# Collection entries
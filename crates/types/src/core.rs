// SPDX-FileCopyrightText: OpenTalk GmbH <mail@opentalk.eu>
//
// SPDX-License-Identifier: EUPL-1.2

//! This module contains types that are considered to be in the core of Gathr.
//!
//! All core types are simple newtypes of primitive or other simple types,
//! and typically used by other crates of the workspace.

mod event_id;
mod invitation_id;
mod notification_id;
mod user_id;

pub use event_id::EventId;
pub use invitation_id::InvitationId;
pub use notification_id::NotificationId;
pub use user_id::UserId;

--

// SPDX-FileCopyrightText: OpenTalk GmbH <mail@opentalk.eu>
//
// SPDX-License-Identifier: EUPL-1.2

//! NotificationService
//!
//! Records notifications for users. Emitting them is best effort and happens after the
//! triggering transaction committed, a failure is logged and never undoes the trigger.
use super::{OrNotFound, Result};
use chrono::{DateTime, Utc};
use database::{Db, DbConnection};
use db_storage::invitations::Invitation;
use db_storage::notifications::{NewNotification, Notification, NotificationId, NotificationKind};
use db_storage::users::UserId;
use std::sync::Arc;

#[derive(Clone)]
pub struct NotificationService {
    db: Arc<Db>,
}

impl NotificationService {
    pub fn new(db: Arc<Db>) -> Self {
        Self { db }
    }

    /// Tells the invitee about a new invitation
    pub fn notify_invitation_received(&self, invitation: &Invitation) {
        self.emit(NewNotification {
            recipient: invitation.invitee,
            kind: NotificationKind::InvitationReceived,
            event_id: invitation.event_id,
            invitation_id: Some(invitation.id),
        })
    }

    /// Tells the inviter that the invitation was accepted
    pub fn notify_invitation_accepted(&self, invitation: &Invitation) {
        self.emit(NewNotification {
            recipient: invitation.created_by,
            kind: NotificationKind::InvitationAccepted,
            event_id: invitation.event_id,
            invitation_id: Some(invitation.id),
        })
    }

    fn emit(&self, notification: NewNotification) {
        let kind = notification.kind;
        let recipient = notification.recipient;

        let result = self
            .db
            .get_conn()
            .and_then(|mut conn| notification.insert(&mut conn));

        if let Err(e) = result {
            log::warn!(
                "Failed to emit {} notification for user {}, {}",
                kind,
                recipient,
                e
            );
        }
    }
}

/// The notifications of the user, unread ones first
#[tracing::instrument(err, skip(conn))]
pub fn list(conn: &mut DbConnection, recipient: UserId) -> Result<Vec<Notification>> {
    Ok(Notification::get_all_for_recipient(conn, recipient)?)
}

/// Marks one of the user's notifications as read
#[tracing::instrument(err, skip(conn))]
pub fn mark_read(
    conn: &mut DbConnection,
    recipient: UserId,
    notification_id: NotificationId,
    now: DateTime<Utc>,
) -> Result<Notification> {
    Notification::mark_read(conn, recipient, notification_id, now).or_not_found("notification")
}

==

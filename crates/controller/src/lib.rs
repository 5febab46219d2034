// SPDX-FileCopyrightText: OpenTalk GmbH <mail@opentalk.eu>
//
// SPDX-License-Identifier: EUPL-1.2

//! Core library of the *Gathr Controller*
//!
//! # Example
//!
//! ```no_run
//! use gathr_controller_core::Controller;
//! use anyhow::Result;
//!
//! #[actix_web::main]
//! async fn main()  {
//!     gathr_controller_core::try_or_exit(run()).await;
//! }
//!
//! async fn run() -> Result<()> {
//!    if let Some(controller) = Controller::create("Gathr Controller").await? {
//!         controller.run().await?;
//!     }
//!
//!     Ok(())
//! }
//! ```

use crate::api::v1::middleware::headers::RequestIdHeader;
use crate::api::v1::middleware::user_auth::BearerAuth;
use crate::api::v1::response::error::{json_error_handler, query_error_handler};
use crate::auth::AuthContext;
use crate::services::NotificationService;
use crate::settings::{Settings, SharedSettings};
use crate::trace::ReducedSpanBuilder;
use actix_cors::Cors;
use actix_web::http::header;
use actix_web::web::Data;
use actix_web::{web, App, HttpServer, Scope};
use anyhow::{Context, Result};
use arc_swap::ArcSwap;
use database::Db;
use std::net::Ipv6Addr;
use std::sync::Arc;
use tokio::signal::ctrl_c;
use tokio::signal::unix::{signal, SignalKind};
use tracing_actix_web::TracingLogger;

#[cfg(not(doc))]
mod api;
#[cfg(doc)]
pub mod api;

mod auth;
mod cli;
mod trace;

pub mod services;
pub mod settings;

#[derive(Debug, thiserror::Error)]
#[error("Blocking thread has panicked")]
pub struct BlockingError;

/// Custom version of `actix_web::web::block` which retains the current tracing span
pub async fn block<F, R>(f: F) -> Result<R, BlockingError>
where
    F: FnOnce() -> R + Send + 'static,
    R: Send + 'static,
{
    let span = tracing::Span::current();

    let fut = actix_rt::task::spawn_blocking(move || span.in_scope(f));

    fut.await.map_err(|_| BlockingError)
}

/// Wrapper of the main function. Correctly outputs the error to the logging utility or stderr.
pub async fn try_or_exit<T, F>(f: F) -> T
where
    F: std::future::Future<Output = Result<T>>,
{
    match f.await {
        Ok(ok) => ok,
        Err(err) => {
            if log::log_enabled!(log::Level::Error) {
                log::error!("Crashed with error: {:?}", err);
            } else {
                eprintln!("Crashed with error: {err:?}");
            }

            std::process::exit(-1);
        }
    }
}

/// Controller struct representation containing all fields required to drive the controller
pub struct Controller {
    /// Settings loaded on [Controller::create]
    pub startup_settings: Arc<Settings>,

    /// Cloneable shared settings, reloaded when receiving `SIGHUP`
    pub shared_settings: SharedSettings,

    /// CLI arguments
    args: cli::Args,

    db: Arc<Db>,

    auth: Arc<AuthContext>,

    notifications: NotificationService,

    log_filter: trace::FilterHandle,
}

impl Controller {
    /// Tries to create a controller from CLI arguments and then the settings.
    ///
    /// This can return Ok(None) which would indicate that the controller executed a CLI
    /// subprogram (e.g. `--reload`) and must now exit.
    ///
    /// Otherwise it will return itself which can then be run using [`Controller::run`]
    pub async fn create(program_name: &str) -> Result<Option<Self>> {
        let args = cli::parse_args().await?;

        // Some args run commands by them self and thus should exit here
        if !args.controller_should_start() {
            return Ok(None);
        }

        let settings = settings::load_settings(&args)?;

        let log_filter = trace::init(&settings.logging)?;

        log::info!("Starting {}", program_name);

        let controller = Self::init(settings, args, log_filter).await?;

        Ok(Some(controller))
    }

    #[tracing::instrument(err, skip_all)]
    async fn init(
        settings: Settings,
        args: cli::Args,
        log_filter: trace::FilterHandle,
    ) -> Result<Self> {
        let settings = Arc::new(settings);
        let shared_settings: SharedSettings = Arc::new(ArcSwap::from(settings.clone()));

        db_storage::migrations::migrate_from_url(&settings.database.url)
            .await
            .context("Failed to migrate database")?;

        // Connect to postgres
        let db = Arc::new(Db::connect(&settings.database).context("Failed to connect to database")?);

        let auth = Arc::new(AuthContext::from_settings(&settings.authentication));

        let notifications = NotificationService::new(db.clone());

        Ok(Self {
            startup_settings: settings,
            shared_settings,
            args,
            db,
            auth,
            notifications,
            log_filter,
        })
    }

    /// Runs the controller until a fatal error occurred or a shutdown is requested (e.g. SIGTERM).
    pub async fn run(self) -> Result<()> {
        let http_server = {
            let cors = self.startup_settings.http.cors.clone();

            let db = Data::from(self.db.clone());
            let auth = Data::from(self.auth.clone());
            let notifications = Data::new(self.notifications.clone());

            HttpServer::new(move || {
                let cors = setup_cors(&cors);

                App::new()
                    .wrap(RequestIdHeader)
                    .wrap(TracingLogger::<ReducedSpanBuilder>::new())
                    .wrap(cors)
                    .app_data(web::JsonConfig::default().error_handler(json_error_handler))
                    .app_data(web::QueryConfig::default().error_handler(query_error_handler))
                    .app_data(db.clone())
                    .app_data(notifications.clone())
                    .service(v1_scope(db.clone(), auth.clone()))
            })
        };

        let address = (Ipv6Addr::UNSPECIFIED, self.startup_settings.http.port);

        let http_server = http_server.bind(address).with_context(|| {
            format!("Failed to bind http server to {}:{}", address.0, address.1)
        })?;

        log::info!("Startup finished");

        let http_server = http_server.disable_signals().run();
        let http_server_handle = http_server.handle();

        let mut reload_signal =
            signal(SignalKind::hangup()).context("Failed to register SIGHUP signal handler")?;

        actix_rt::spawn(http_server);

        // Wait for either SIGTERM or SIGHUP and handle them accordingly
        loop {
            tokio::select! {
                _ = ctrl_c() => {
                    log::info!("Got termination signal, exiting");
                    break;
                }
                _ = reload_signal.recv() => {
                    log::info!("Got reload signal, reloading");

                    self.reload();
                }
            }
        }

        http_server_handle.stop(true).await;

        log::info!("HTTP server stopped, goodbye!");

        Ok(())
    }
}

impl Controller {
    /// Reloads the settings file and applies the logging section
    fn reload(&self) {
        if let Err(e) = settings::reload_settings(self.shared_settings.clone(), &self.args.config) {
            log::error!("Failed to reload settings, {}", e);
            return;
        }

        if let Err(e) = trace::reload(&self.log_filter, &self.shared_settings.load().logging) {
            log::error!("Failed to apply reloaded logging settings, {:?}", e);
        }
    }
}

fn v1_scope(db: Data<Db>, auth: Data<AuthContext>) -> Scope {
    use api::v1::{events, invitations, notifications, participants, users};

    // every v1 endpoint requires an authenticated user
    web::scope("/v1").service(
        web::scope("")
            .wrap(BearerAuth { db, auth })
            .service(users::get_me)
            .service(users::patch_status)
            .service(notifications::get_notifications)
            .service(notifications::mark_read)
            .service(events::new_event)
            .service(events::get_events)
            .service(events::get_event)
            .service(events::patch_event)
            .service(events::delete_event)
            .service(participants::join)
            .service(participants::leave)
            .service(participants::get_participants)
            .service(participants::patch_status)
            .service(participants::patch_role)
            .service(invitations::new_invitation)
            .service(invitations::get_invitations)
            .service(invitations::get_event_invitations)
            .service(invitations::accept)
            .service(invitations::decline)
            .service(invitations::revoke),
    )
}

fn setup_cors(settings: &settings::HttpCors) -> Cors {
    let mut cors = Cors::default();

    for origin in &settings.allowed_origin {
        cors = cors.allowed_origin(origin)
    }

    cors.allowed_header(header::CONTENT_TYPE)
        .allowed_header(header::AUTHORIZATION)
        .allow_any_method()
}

# About this task
Starting at the line that has "filename crates/types/src/core.rs" and ending at the line that has "pub use user_id::UserId;", please write out the lines above exactly, leaving out all others.

# Your solution
filename crates/types/src/core.rs
// SPDX-FileCopyrightText: OpenTalk GmbH <mail@opentalk.eu>
//
// SPDX-License-Identifier: EUPL-1.2

//! This module contains types that are considered to be in the core of Gathr.
//!
//! All core types are simple newtypes of primitive or other simple types,
//! and typically used by other crates of the workspace.

mod event_id;
mod invitation_id;
mod notification_id;
mod user_id;

pub use event_id::EventId;
pub use invitation_id::InvitationId;
pub use notification_id::NotificationId;
pub use user_id::UserId;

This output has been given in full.